18.07.11

‘Precision is relative’: an interview with Anatol Lieven

Professor Anatol Lieven is author of the recent book Pakistan: A Hard Country. Chair of International Relations and Terrorism Studies at King’s College London, he lectures on insurgency, terrorism, and Islamist movements. He was in Pakistan at the time of some of the drone strikes featured in our reports.

The Bureau showed Professor Lieven our evidence suggesting civilians have died in drone strikes in the past year, which contradicts Washington’s continued insistence that no noncombatants have died in targeted killings.
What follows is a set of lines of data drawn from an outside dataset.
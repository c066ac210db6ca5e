use std::path::PathBuf;

pub const DEFAULT_BASE_DIR: &str = "build";
pub const DEFAULT_LOG_PATH: &str = "logfile.txt";
pub const SARIF_EXTENSION: &str = "sarif";
pub const DEFAULT_IMAGE_TOOL: &str = "process-sarif-visualize";

pub const LOCAL_CONFIG_FILE: &str = "colcon-sarif.toml";

/// Per-user config file, e.g. `~/.config/colcon-sarif/config.toml` on Linux.
pub fn global_config_path() -> Option<PathBuf> {
    dirs::config_dir().map(|dir| dir.join("colcon-sarif").join("config.toml"))
}
//! colcon-sarif - SARIF result files of a build
//!
//! This library provides the pieces behind the `colcon-sarif` CLI: discovery
//! of SARIF files below a build directory, the guarded deletion workflow, and
//! the hand-off to the external image generator.

pub mod cli;
pub mod commands;
pub mod config;
pub mod deletion;
pub mod discovery;
pub mod error;
pub mod logging;
pub mod spawn;
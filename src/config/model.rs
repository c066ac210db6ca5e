use serde::{Deserialize, Serialize};
use std::path::PathBuf;

use super::convention;

#[derive(Debug, Serialize, Deserialize, Clone)]
#[serde(default)]
pub struct DiscoveryConfig {
    /// Directory searched when `--base-dir` is not given.
    pub base_dir: PathBuf,

    /// File the discovery log sink writes to.
    pub log_path: PathBuf,

    /// File extensions treated as SARIF result files, without the dot.
    pub extensions: Vec<String>,

    /// Directory names that are never descended into.
    pub skip_dirs: Vec<String>,
}

impl Default for DiscoveryConfig {
    fn default() -> Self {
        Self {
            base_dir: PathBuf::from(convention::DEFAULT_BASE_DIR),
            log_path: PathBuf::from(convention::DEFAULT_LOG_PATH),
            extensions: vec![convention::SARIF_EXTENSION.to_string()],
            skip_dirs: Vec::new(),
        }
    }
}

#[derive(Debug, Serialize, Deserialize, Clone)]
#[serde(default)]
pub struct ImagesConfig {
    pub tool: String,
    pub args: Vec<String>,
}

impl Default for ImagesConfig {
    fn default() -> Self {
        Self {
            tool: convention::DEFAULT_IMAGE_TOOL.to_string(),
            args: Vec::new(),
        }
    }
}

#[derive(Debug, Serialize, Deserialize, Clone, Default)]
#[serde(default)]
pub struct RootConfig {
    pub discovery: DiscoveryConfig,
    pub images: ImagesConfig,
}
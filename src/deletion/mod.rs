//! Guarded batch deletion of discovered result files.
//!
//! Candidates are always listed in path order, deleted only after an explicit
//! `y` (or when pre-authorized), and every file is attempted even when an
//! earlier one fails.

use std::collections::BTreeSet;
use std::io::{self, BufRead, Write};
use std::path::{Path, PathBuf};

use tracing::{debug, warn};

use crate::error::{DeletionFailure, Error};

mod prompt;

pub use prompt::{Confirmation, InputFlush, NoFlush, confirm, platform_flush, prompt_text};

/// Sorted, deduplicated set of files to delete. Nothing is added once built.
#[derive(Debug, Clone, Default, PartialEq, Eq)]
pub struct CandidateSet(BTreeSet<PathBuf>);

impl CandidateSet {
    pub fn len(&self) -> usize {
        self.0.len()
    }

    pub fn is_empty(&self) -> bool {
        self.0.is_empty()
    }

    pub fn iter(&self) -> impl Iterator<Item = &Path> {
        self.0.iter().map(PathBuf::as_path)
    }
}

impl FromIterator<PathBuf> for CandidateSet {
    fn from_iter<I: IntoIterator<Item = PathBuf>>(iter: I) -> Self {
        Self(iter.into_iter().collect())
    }
}

#[derive(Debug, Clone, Copy, PartialEq, Eq)]
pub enum Authorization {
    Interactive,
    PreAuthorized,
}

impl Authorization {
    pub fn from_flags(delete_yes: bool) -> Self {
        if delete_yes {
            Authorization::PreAuthorized
        } else {
            Authorization::Interactive
        }
    }
}

#[derive(Debug, Default)]
pub struct DeletionOutcome {
    pub removed: Vec<PathBuf>,
    /// Files gone before we got to them; the end state matches the request.
    pub absent: Vec<PathBuf>,
    pub failures: Vec<DeletionFailure>,
}

impl DeletionOutcome {
    pub fn attempted(&self) -> usize {
        self.removed.len() + self.absent.len() + self.failures.len()
    }

    /// Turns collected failures into a single error carrying all of them.
    pub fn into_result(self) -> Result<usize, Error> {
        if self.failures.is_empty() {
            return Ok(self.removed.len());
        }

        Err(Error::Deletion {
            total: self.attempted(),
            failures: self.failures,
        })
    }
}

#[derive(Debug)]
pub enum Decision {
    NothingToDelete,
    Aborted,
    Deleted(DeletionOutcome),
}

/// Removes every candidate in order, never stopping at the first error.
pub fn delete_all(candidates: &CandidateSet) -> DeletionOutcome {
    let mut outcome = DeletionOutcome::default();

    for path in candidates.iter() {
        match std::fs::remove_file(path) {
            Ok(()) => {
                debug!(path = %path.display(), "deleted");
                outcome.removed.push(path.to_path_buf());
            }
            Err(err) if err.kind() == io::ErrorKind::NotFound => {
                debug!(path = %path.display(), "already absent");
                outcome.absent.push(path.to_path_buf());
            }
            Err(source) => {
                warn!(path = %path.display(), error = %source, "failed to delete");
                outcome.failures.push(DeletionFailure {
                    path: path.to_path_buf(),
                    source,
                });
            }
        }
    }

    outcome
}

/// Drives listing, confirmation and deletion against the given streams.
pub struct GuardedDeletion<'a, R, W> {
    input: R,
    output: W,
    flush: &'a dyn InputFlush,
}

impl<'a, R, W> GuardedDeletion<'a, R, W>
where
    R: BufRead,
    W: Write,
{
    pub fn new(input: R, output: W, flush: &'a dyn InputFlush) -> Self {
        Self {
            input,
            output,
            flush,
        }
    }

    pub fn run(
        &mut self,
        candidates: &CandidateSet,
        authorization: Authorization,
    ) -> io::Result<Decision> {
        if candidates.is_empty() {
            writeln!(self.output, "No result files found to delete")?;
            return Ok(Decision::NothingToDelete);
        }

        for path in candidates.iter() {
            writeln!(self.output, "- {}", path.display())?;
        }

        if authorization == Authorization::Interactive {
            let decision = confirm(
                &mut self.input,
                &mut self.output,
                self.flush,
                candidates.len(),
            )?;

            if decision != Confirmation::Confirmed {
                writeln!(self.output, "Aborted")?;
                return Ok(Decision::Aborted);
            }
        }

        let outcome = delete_all(candidates);

        writeln!(self.output, "Deleted {} files", outcome.removed.len())?;

        Ok(Decision::Deleted(outcome))
    }
}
This is Professor Lieven’s reaction:

On the accuracy of remote-controlled drones:
‘There are two issues here. The first is when the US gets it wrong and simply hits the wrong target, or a target which is partly right, but in circumstances where lots of completely unconnected people are going to be killed. I was actually in Pakistan at the time of the attack on Datta Khel on March 17 2011.

There were Taliban representatives at this jirdaga [meeting of tribal elders], but they were doing something which they do a good deal of, which is trying to mediate and resolve a dispute between two local clans. In those circumstances it was inevitable that the vast majority of the dead would be simply local elders, which is precisely what happened.

Professor Anatol Lieven
Professor Anatol Lieven

But on the other hand they weren’t wrong that Taliban representatives were there, even though if I remember rightly the commander they were actually looking for was not there.

The other side of this is much more complicated, and it brings out something that’s an essential fact about guerrilla warfare and insurgency in general, which is that the line between civilians and fighters has always been extremely blurred.

These commanders don’t live in separate military headquarters or barracks; they live very often in their own houses, with their own families. If you’re going to hit these people in their own houses at their headquarters you’re virtually bound to kill women and children, because they’re in the same complex. Unless you are exceptionally surgical, and only take out the men’s side and not the women’s side, but that’s hardly likely.


If you’re going to hit these people in their own houses at their headquarters you’re virtually bound to kill women and children, because they’re in the same complex.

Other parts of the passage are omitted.